### EXERCISE OBJECTIVE
Take the lines below between the one holding "dashboard.bar_mount, slot, config.field.column());" and the one holding "let marks = self.layout_marks();", inclusive, and copy them exactly. Add nothing.

[Collected data]
//! Page header with title and a short description.

use dioxus::prelude::*;

#[derive(Props, Clone, PartialEq)]
pub struct ChartHeaderProps {
    /// Page title
    pub title: String,
    /// One-line description shown under the title
    #[props(default = String::new())]
    pub description: String,
}

#[component]
pub fn ChartHeader(props: ChartHeaderProps) -> Element {
    rsx! {
        div {
            style: "margin-bottom: 12px;",
            h3 {
                style: "margin: 0 0 4px 0; font-size: 18px;",
                "{props.title}"
            }
            if !props.description.is_empty() {
                p {
                    style: "margin: 0; font-size: 12px; color: #666;",
                    "{props.description}"
                }
            }
        }
    }
}
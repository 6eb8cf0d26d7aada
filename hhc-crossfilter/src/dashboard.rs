//! Application state: the dataset, every panel and the wiring between them.

use crate::bar_panel::BarPanel;
use crate::brush::PixelExtent;
use crate::config::DashboardConfig;
use crate::coordinator::CrossFilterCoordinator;
use crate::render::ChartRenderer;
use crate::time_series_panel::TimeSeriesPanel;
use hhc_survey::{Dataset, SelectionRange};
use std::cell::{Ref, RefCell};
use std::rc::Rc;

/// Owns the dataset, the time-series panel and (through the coordinator)
/// the bar panels.
///
/// `Rc<RefCell<_>>` because the time-series listener and the page both need
/// the coordinator, all on the single UI thread.
pub struct Dashboard {
    dataset: Rc<Dataset>,
    time_series: TimeSeriesPanel,
    coordinator: Rc<RefCell<CrossFilterCoordinator>>,
}

impl Dashboard {
    /// Build and render every panel, then subscribe the coordinator to the brush.
    pub fn new(
        dataset: Rc<Dataset>,
        config: &DashboardConfig,
        renderer: Rc<dyn ChartRenderer>,
    ) -> Self {
        let bar_panels = config
            .panels
            .iter()
            .cloned()
            .enumerate()
            .map(|(slot, panel)| {
                BarPanel::initialize(slot, panel, dataset.clone(), renderer.clone(), config)
            })
            .collect();
        let coordinator = Rc::new(RefCell::new(CrossFilterCoordinator::new(bar_panels)));

        let mut time_series = TimeSeriesPanel::initialize(dataset.clone(), renderer, config);
        let listener = coordinator.clone();
        time_series.on_selection_change(move |selection| {
            listener.borrow_mut().selection_changed(selection);
        });
        if time_series.is_calibrated() {
            coordinator.borrow_mut().mark_ready();
        }
        log::info!(
            "dashboard: {} bar charts over {} records",
            config.panels.len(),
            dataset.len()
        );

        Self {
            dataset,
            time_series,
            coordinator,
        }
    }

    pub fn brush(&mut self, extent: PixelExtent) {
        self.time_series.brush_moved(extent);
    }

    pub fn clear_brush(&mut self) {
        self.time_series.brush_cleared();
    }

    /// Extra selection listener (e.g. a status line), run after the coordinator.
    pub fn on_selection_change(&mut self, listener: impl FnMut(Option<SelectionRange>) + 'static) {
        self.time_series.on_selection_change(listener);
    }

    pub fn selection(&self) -> Option<SelectionRange> {
        self.time_series.state().selection()
    }

    /// Size of the working set for the current selection.
    pub fn working_set_len(&self) -> usize {
        self.dataset.working_set(self.selection().as_ref()).len()
    }

    pub fn dataset(&self) -> &Dataset {
        &self.dataset
    }

    pub fn time_series(&self) -> &TimeSeriesPanel {
        &self.time_series
    }

    pub fn coordinator(&self) -> Ref<'_, CrossFilterCoordinator> {
        self.coordinator.borrow()
    }
}
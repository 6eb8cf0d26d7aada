//! Browser implementation of [`ChartRenderer`] backed by the D3 chart scripts.

use crate::js_bridge;
use anyhow::{bail, Context};
use hhc_crossfilter::scene::{AreaScene, BarScene};
use hhc_crossfilter::ChartRenderer;

/// Serializes scenes to JSON and hands them to `renderBarChart` / `renderAreaChart`.
#[derive(Debug, Default, Clone, Copy)]
pub struct D3Renderer;

impl D3Renderer {
    fn check_mount(mount: &str) -> anyhow::Result<()> {
        if !js_bridge::element_exists(mount) {
            bail!("mount point #{} is not in the document", mount);
        }
        Ok(())
    }
}

impl ChartRenderer for D3Renderer {
    fn render_bars(&self, mount: &str, chart_id: &str, scene: &BarScene) -> anyhow::Result<()> {
        Self::check_mount(mount)?;
        let json = serde_json::to_string(scene).context("serializing bar scene")?;
        js_bridge::render_bar_chart(mount, chart_id, &json)
    }

    fn render_area(&self, mount: &str, scene: &AreaScene) -> anyhow::Result<()> {
        Self::check_mount(mount)?;
        let json = serde_json::to_string(scene).context("serializing area scene")?;
        js_bridge::render_area_chart(mount, &json)
    }
}
//! One categorical bar chart.

use crate::category_aggregator::{aggregate_by_field, AggregatedGroup};
use crate::config::{ChartLayout, DashboardConfig, PanelConfig};
use crate::render::ChartRenderer;
use crate::scale::{BandScale, LinearScale};
use crate::scene::{keyed_join, BarMark, BarScene, JoinSummary};
use hhc_survey::{Dataset, SelectionRange};
use std::rc::Rc;

/// A bar chart bound to one survey field.
///
/// Holds the aggregation for the current working set and the marks of the
/// last render. Only ever touches its own chart.
pub struct BarPanel {
    config: PanelConfig,
    dataset: Rc<Dataset>,
    renderer: Rc<dyn ChartRenderer>,
    mount: String,
    chart_id: String,
    settings: BarSettings,
    groups: Vec<AggregatedGroup<String>>,
    marks: Vec<BarMark>,
    last_join: JoinSummary,
    render_count: usize,
    render_failures: usize,
}

/// The slice of [`DashboardConfig`] a bar panel needs.
#[derive(Debug, Clone)]
struct BarSettings {
    layout: ChartLayout,
    padding_inner: f64,
    label_offset: f64,
    transition_ms: u32,
    fill: String,
}

impl BarPanel {
    /// Bind a panel to `config.field`, aggregate the full dataset and render.
    ///
    /// `slot` is the panel's position under the bar mount. It is part of the
    /// chart id, so panels sharing a field still draw into separate charts.
    pub fn initialize(
        slot: usize,
        config: PanelConfig,
        dataset: Rc<Dataset>,
        renderer: Rc<dyn ChartRenderer>,
        dashboard: &DashboardConfig,
    ) -> Self {
        let chart_id = format!("{}-{}-{}", dashboard.bar_mount, slot, config.field.column());
        let mut panel = Self {
            config,
            dataset,
            renderer,
            mount: dashboard.bar_mount.clone(),
            chart_id,
            settings: BarSettings {
                layout: dashboard.bar_layout,
                padding_inner: dashboard.bar_padding_inner,
                label_offset: dashboard.bar_label_offset,
                transition_ms: dashboard.transition_ms,
                fill: dashboard.fill.clone(),
            },
            groups: Vec::new(),
            marks: Vec::new(),
            last_join: JoinSummary::default(),
            render_count: 0,
            render_failures: 0,
        };
        panel.apply_selection(None);
        panel
    }

    /// Re-aggregate over the records in `range` (all records for `None`) and re-render.
    pub fn apply_selection(&mut self, range: Option<SelectionRange>) {
        let working = self.dataset.working_set(range.as_ref());
        self.groups = aggregate_by_field(working, self.config.field);
        self.render();
    }

    fn render(&mut self) {
        let marks = self.layout_marks();
        let scene = BarScene {
            title: self.config.title.clone(),
            layout: self.settings.layout,
            fill: self.settings.fill.clone(),
            transition_ms: self.settings.transition_ms,
            bars: marks.clone(),
        };
        self.last_join = keyed_join(&self.marks, &marks);
        self.marks = marks;
        self.render_count += 1;
        if let Err(e) = self.renderer.render_bars(&self.mount, &self.chart_id, &scene) {
            self.render_failures += 1;
            log::error!("bar chart '{}' failed to render: {:#}", self.config.title, e);
        }
    }

    fn layout_marks(&self) -> Vec<BarMark> {
        let layout = &self.settings.layout;
        let keys = self.groups.iter().map(|g| g.key.clone()).collect();
        let y = BandScale::new(keys, (0.0, layout.inner_height()), self.settings.padding_inner);
        let max = self.groups.iter().map(|g| g.count).max().unwrap_or(0);
        let x = LinearScale::new(max as f64, layout.inner_width());
        self.groups
            .iter()
            .map(|group| {
                let top = y.position(&group.key).unwrap_or(0.0);
                let width = x.apply(group.count as f64);
                BarMark {
                    key: group.key.clone(),
                    count: group.count,
                    y: top,
                    width,
                    height: y.bandwidth(),
                    label_x: width + self.settings.label_offset,
                    label_y: top + y.bandwidth() / 2.0,
                }
            })
            .collect()
    }

    pub fn config(&self) -> &PanelConfig {
        &self.config
    }

    pub fn chart_id(&self) -> &str {
        &self.chart_id
    }

    /// Aggregation behind the bars currently shown.
    pub fn groups(&self) -> &[AggregatedGroup<String>] {
        &self.groups
    }

    pub fn marks(&self) -> &[BarMark] {
        &self.marks
    }

    /// Key join between the previous render and the current one.
    pub fn last_join(&self) -> &JoinSummary {
        &self.last_join
    }

    pub fn render_count(&self) -> usize {
        self.render_count
    }

    pub fn render_failures(&self) -> usize {
        self.render_failures
    }
}
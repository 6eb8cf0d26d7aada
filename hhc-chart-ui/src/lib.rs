//! Shared Dioxus components and D3.js bridge for household survey chart apps.
//!
//! This crate provides:
//! - `js_bridge`: Rust wrappers for the D3.js chart scripts via `js_sys::eval()`,
//!   plus the brush callbacks from JS back into Rust
//! - `renderer`: `D3Renderer`, the browser implementation of `ChartRenderer`
//! - `state`: Reactive AppState with Dioxus Signals
//! - `components`: Reusable RSX components (containers, headers, selection summary)

pub mod components;
pub mod js_bridge;
pub mod renderer;
pub mod state;
//! Mount point for D3.js charts.

use dioxus::prelude::*;

/// Props for ChartContainer
#[derive(Props, Clone, PartialEq)]
pub struct ChartContainerProps {
    /// The DOM id D3 appends the chart SVGs to
    pub id: String,
    /// Optional heading above the charts
    #[props(default = String::new())]
    pub heading: String,
    /// Optional minimum height in pixels
    #[props(default = 400)]
    pub min_height: u32,
}

/// A titled container div that D3.js renders into.
#[component]
pub fn ChartContainer(props: ChartContainerProps) -> Element {
    let style = format!("min-height: {}px; position: relative;", props.min_height);

    rsx! {
        div {
            style: "{style}",
            if !props.heading.is_empty() {
                h4 {
                    style: "margin: 0 0 8px 0; font-size: 14px; color: #333;",
                    "{props.heading}"
                }
            }
            div {
                id: "{props.id}",
            }
        }
    }
}
//! Core types for the household characteristics survey.
//!
//! - `field`: the categorical attributes a bar chart can group by
//! - `record`: one parsed survey row
//! - `selection_range`: an inclusive date range chosen with the time brush
//! - `dataset`: the immutable record collection and its CSV loader

pub mod dataset;
pub mod field;
pub mod record;
pub mod selection_range;

pub use dataset::Dataset;
pub use field::{SurveyField, UNKNOWN_CATEGORY};
pub use record::SurveyRecord;
pub use selection_range::SelectionRange;
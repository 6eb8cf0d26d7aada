//! The seam between chart panels and whatever draws them.

use crate::scene::{AreaScene, BarScene};

/// Draws panel scenes into the host document.
///
/// `mount` is the DOM id of the container the chart lives under; `chart_id`
/// identifies one bar chart within a shared mount. Implementations must treat
/// every call as a full replacement of that chart's marks, joined by key.
pub trait ChartRenderer {
    fn render_bars(&self, mount: &str, chart_id: &str, scene: &BarScene) -> anyhow::Result<()>;
    fn render_area(&self, mount: &str, scene: &AreaScene) -> anyhow::Result<()>;
}
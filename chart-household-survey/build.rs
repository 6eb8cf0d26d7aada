//! Build script for chart-household-survey.
//!
//! Copies the survey CSV to OUT_DIR so it can be embedded via `include_str!`
//! at compile time, after checking that its header row has the columns the
//! charts group by.

use std::env;
use std::fs;
use std::path::Path;

const REQUIRED_COLUMNS: [&str; 5] = ["survey", "ownrent", "electricity", "latrine", "hohreligion"];

fn main() {
    let out_dir = env::var("OUT_DIR").unwrap();
    let src_path = "../fixtures/household_characteristics.csv";
    let src = Path::new(src_path);
    let dest = Path::new(&out_dir).join("household_characteristics.csv");

    if src.exists() {
        let mut rdr = csv::Reader::from_path(src)
            .unwrap_or_else(|e| panic!("Failed to open {}: {}", src_path, e));
        let headers = rdr
            .headers()
            .unwrap_or_else(|e| panic!("Failed to read headers of {}: {}", src_path, e))
            .clone();
        for column in REQUIRED_COLUMNS {
            if !headers.iter().any(|h| h.trim() == column) {
                println!(
                    "cargo:warning={} has no '{}' column; the app will report a load error",
                    src_path, column
                );
            }
        }
        fs::copy(src, &dest).unwrap_or_else(|e| {
            panic!("Failed to copy {} to {}: {}", src_path, dest.display(), e);
        });
    } else {
        // Header-only placeholder so include_str! doesn't fail
        fs::write(&dest, format!("{}\n", REQUIRED_COLUMNS.join(","))).unwrap();
        println!(
            "cargo:warning=Fixture file {} not found, using empty placeholder",
            src_path
        );
    }

    println!("cargo:rerun-if-changed={}", src_path);
    println!("cargo:rerun-if-changed=build.rs");
}
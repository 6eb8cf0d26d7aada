//! Typed wrappers around JS interop via `js_sys::eval()`.
//!
//! D3.js chart functions live in `assets/js/*.js` and are evaluated as globals
//! (no ES modules) once D3 has loaded. Arguments are passed as JSON string
//! literals and parsed on the JS side.

use wasm_bindgen::prelude::*;

// Embed all D3 chart JS files at compile time
static BAR_CHART_JS: &str = include_str!("../assets/js/bar-chart.js");
static AREA_CHART_JS: &str = include_str!("../assets/js/area-chart.js");

/// Global the area chart calls with `(x0, x1)` while the brush is dragged.
pub const BRUSHED_CALLBACK: &str = "hhcBrushed";
/// Global the area chart calls when the brush is removed.
pub const BRUSH_CLEARED_CALLBACK: &str = "hhcBrushCleared";

/// Execute JS, wrapping it in try/catch so runtime errors are logged in the
/// console instead of aborting. Only a syntax error makes this fail.
pub fn call_js(code: &str) -> anyhow::Result<()> {
    let wrapped = format!(
        "try {{ {} }} catch(e) {{ console.warn('HHC JS call failed:', e); }}",
        code
    );
    js_sys::eval(&wrapped)
        .map(|_| ())
        .map_err(|e| anyhow::anyhow!("JS eval failed: {:?}", e))
}

/// Quote a string as a JS string literal.
fn js_string(s: &str) -> anyhow::Result<String> {
    Ok(serde_json::to_string(s)?)
}

/// Initialize chart scripts with a wait-for-D3 polling loop.
///
/// The scripts are evaluated at global scope (indirect eval) once D3 is
/// ready, and their entry points promoted to `window.*`. Render calls made
/// before that are queued by their own polling loop.
pub fn init_charts() -> anyhow::Result<()> {
    let all_js = [BAR_CHART_JS, AREA_CHART_JS].join("\n");
    call_js(&format!("window.__hhcChartScripts = {};", js_string(&all_js)?))?;

    let init_js = r#"
        (function() {
            if (window.__hhcChartsReady) { return; }
            var waitForD3 = setInterval(function() {
                if (typeof d3 !== 'undefined') {
                    clearInterval(waitForD3);
                    (0, eval)(window.__hhcChartScripts);
                    delete window.__hhcChartScripts;
                    if (typeof renderBarChart !== 'undefined') window.renderBarChart = renderBarChart;
                    if (typeof renderAreaChart !== 'undefined') window.renderAreaChart = renderAreaChart;
                    if (typeof clearAreaBrush !== 'undefined') window.clearAreaBrush = clearAreaBrush;
                    window.__hhcChartsReady = true;
                    console.log('HHC charts initialized');
                }
            }, 100);
        })();
    "#;
    call_js(init_js)
}

/// Run `call` now if the chart scripts are ready, otherwise poll until they are.
fn when_ready(call: &str) -> anyhow::Result<()> {
    call_js(&format!(
        r#"
        (function() {{
            var run = function() {{ {call} }};
            if (window.__hhcChartsReady) {{ run(); return; }}
            var poll = setInterval(function() {{
                if (window.__hhcChartsReady) {{
                    clearInterval(poll);
                    try {{ run(); }} catch(e) {{ console.error('[HHC] deferred chart call failed:', e); }}
                }}
            }}, 100);
        }})();
        "#,
    ))
}

/// Render (or update) one bar chart inside `mount_id`.
pub fn render_bar_chart(mount_id: &str, chart_id: &str, scene_json: &str) -> anyhow::Result<()> {
    when_ready(&format!(
        "window.renderBarChart({}, {}, {});",
        js_string(mount_id)?,
        js_string(chart_id)?,
        js_string(scene_json)?
    ))
}

/// Render (or update) the area chart inside `mount_id`.
pub fn render_area_chart(mount_id: &str, scene_json: &str) -> anyhow::Result<()> {
    when_ready(&format!(
        "window.renderAreaChart({}, {});",
        js_string(mount_id)?,
        js_string(scene_json)?
    ))
}

/// Remove the brush from the area chart. D3 reports the removal through
/// the cleared callback like any user clear.
pub fn clear_brush(mount_id: &str) -> anyhow::Result<()> {
    when_ready(&format!("window.clearAreaBrush({});", js_string(mount_id)?))
}

/// Register the brush callbacks as JS globals. They live for the page session.
pub fn install_brush_callbacks<B, C>(on_brush: B, on_clear: C) -> anyhow::Result<()>
where
    B: FnMut(f64, f64) + 'static,
    C: FnMut() + 'static,
{
    let global = js_sys::global();
    let brushed = Closure::<dyn FnMut(f64, f64)>::new(on_brush);
    let cleared = Closure::<dyn FnMut()>::new(on_clear);
    js_sys::Reflect::set(&global, &JsValue::from_str(BRUSHED_CALLBACK), brushed.as_ref())
        .map_err(|e| anyhow::anyhow!("registering {}: {:?}", BRUSHED_CALLBACK, e))?;
    js_sys::Reflect::set(&global, &JsValue::from_str(BRUSH_CLEARED_CALLBACK), cleared.as_ref())
        .map_err(|e| anyhow::anyhow!("registering {}: {:?}", BRUSH_CLEARED_CALLBACK, e))?;
    brushed.forget();
    cleared.forget();
    Ok(())
}

/// True when the document has an element with this id.
pub fn element_exists(id: &str) -> bool {
    web_sys::window()
        .and_then(|w| w.document())
        .and_then(|d| d.get_element_by_id(id))
        .is_some()
}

### WRITTEN RESPONSE
        let chart_id = format!("{}-{}-{}", dashboard.bar_mount, slot, config.field.column());
        let mut panel = Self {
            config,
            dataset,
            renderer,
            mount: dashboard.bar_mount.clone(),
            chart_id,
            settings: BarSettings {
                layout: dashboard.bar_layout,
                padding_inner: dashboard.bar_padding_inner,
                label_offset: dashboard.bar_label_offset,
                transition_ms: dashboard.transition_ms,
                fill: dashboard.fill.clone(),
            },
            groups: Vec::new(),
            marks: Vec::new(),
            last_join: JoinSummary::default(),
            render_count: 0,
            render_failures: 0,
        };
        panel.apply_selection(None);
        panel
    }

    /// Re-aggregate over the records in `range` (all records for `None`) and re-render.
    pub fn apply_selection(&mut self, range: Option<SelectionRange>) {
        let working = self.dataset.working_set(range.as_ref());
        self.groups = aggregate_by_field(working, self.config.field);
        self.render();
    }

    fn render(&mut self) {
        let marks = self.layout_marks();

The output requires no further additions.